ACTIVITY: Search the entries below for the string "MethodPredicate" and copy the lines that hold it.

### SUPPLIED INFORMATION

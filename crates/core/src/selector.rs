//! Selector of types and operations.
//!
//! 1. Define a scope — a set of type descriptors.
//! 2. Filter — compose class and operation predicates (AND only).
//! 3. Find — query the matching types or (type, operation) pairs.
//!
//! The scope freezes on the first filter call and the whole selector
//! freezes on the first query, so predicates are never evaluated against a
//! scope that is still being mutated.

use std::collections::BTreeMap;
use std::sync::Arc;

use crate::descriptor::{OperationInfo, TypeInfo};
use crate::error::SelectorError;

type ClassPredicate = Box<dyn Fn(&TypeInfo) -> bool>;
type MethodPredicate = Box<dyn Fn(&OperationInfo) -> bool>;

#[derive(Debug, Clone, Copy, PartialEq, Eq)]
enum State {
    Building,
    Filtering,
    Queried,
}

/// A scoped, predicate-based query over type descriptors.
///
/// Scope iteration is deterministic (keyed by full type name), so query
/// results are stable across runs.
pub struct Selector {
    scope: BTreeMap<String, Arc<TypeInfo>>,
    class_predicates: Vec<ClassPredicate>,
    method_predicates: Vec<MethodPredicate>,
    state: State,
}

impl std::fmt::Debug for Selector {
    fn fmt(&self, f: &mut std::fmt::Formatter<'_>) -> std::fmt::Result {
        f.debug_struct("Selector")
            .field("scope", &self.scope.keys())
            .field("class_predicates", &self.class_predicates.len())
            .field("method_predicates", &self.method_predicates.len())
            .field("state", &self.state)
            .finish()
    }
}

impl Default for Selector {
    fn default() -> Self {
        Self::new()
    }
}

impl Selector {
    /// Create a selector with an empty scope.
    pub fn new() -> Self {
        Self {
            scope: BTreeMap::new(),
            class_predicates: Vec::new(),
            method_predicates: Vec::new(),
            state: State::Building,
        }
    }

    /// Add a type to the scope. Fails once any filter has been applied.
    pub fn from(&mut self, info: Arc<TypeInfo>) -> Result<&mut Self, SelectorError> {
        if self.state != State::Building {
            return Err(SelectorError::ScopeFrozen);
        }
        self.scope.insert(info.full_name().to_string(), info);
        Ok(self)
    }

    /// Add a set of types to the scope. Fails once any filter has been
    /// applied.
    pub fn from_all(
        &mut self,
        infos: impl IntoIterator<Item = Arc<TypeInfo>>,
    ) -> Result<&mut Self, SelectorError> {
        for info in infos {
            self.from(info)?;
        }
        Ok(self)
    }

    /// Filter scoped types with a predicate. Composes with any prior class
    /// predicate using logical AND. Fails after the first query.
    pub fn filter_classes(
        &mut self,
        predicate: impl Fn(&TypeInfo) -> bool + 'static,
    ) -> Result<&mut Self, SelectorError> {
        if self.state == State::Queried {
            return Err(SelectorError::Queried);
        }
        self.state = State::Filtering;
        self.class_predicates.push(Box::new(predicate));
        Ok(self)
    }

    /// Filter declared operations with a predicate. Composes with any prior
    /// operation predicate using logical AND. Fails after the first query.
    pub fn filter_methods(
        &mut self,
        predicate: impl Fn(&OperationInfo) -> bool + 'static,
    ) -> Result<&mut Self, SelectorError> {
        if self.state == State::Queried {
            return Err(SelectorError::Queried);
        }
        self.state = State::Filtering;
        self.method_predicates.push(Box::new(predicate));
        Ok(self)
    }

    fn class_matches(&self, info: &TypeInfo) -> bool {
        self.class_predicates.iter().all(|p| p(info))
    }

    fn method_matches(&self, op: &OperationInfo) -> bool {
        self.method_predicates.iter().all(|p| p(op))
    }

    /// Find the scoped types matching the class predicate whose declared
    /// operations match the operation predicate.
    ///
    /// A type declaring zero operations passes even when an operation
    /// predicate is set; declared operations are only consulted when they
    /// exist.
    pub fn find_classes(&mut self) -> Vec<Arc<TypeInfo>> {
        self.state = State::Queried;
        self.scope
            .values()
            .filter(|info| self.class_matches(info))
            .filter(|info| {
                if self.method_predicates.is_empty() || info.operations().is_empty() {
                    // no operation predicate, or nothing declared: keep it
                    return true;
                }
                info.operations().iter().any(|op| self.method_matches(op))
            })
            .cloned()
            .collect()
    }

    /// Find every (type, operation) pair among scoped types matching the
    /// class predicate where the directly-declared operation matches the
    /// operation predicate.
    pub fn find_methods(&mut self) -> Vec<(Arc<TypeInfo>, OperationInfo)> {
        self.state = State::Queried;
        self.scope
            .values()
            .filter(|info| self.class_matches(info))
            .flat_map(|info| {
                info.operations()
                    .iter()
                    .filter(|op| self.method_matches(op))
                    .map(|op| (info.clone(), op.clone()))
                    .collect::<Vec<_>>()
            })
            .collect()
    }
}

/// Standard predicates for selecting a type.
pub struct ClassConditions;

impl ClassConditions {
    /// The type carries the given marker.
    pub fn marked_with(marker: impl Into<String>) -> impl Fn(&TypeInfo) -> bool {
        let marker = marker.into();
        move |info| info.has_marker(&marker)
    }

    /// The type is the given type or implements it.
    pub fn sub_type_of(of: Arc<TypeInfo>) -> impl Fn(&TypeInfo) -> bool {
        move |info| info.is_subtype_of(&of)
    }

    /// The type is an interface.
    pub fn interfaces() -> impl Fn(&TypeInfo) -> bool {
        |info| info.is_interface()
    }
}

/// Standard predicates for selecting an operation.
pub struct MethodConditions;

impl MethodConditions {
    /// The operation carries the given marker.
    pub fn marked_with(marker: impl Into<String>) -> impl Fn(&OperationInfo) -> bool {
        let marker = marker.into();
        move |op| op.has_marker(&marker)
    }
}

######

RESULT OF THIS EXERCISE:
type MethodPredicate = Box<dyn Fn(&OperationInfo) -> bool>;
    method_predicates: Vec<MethodPredicate>,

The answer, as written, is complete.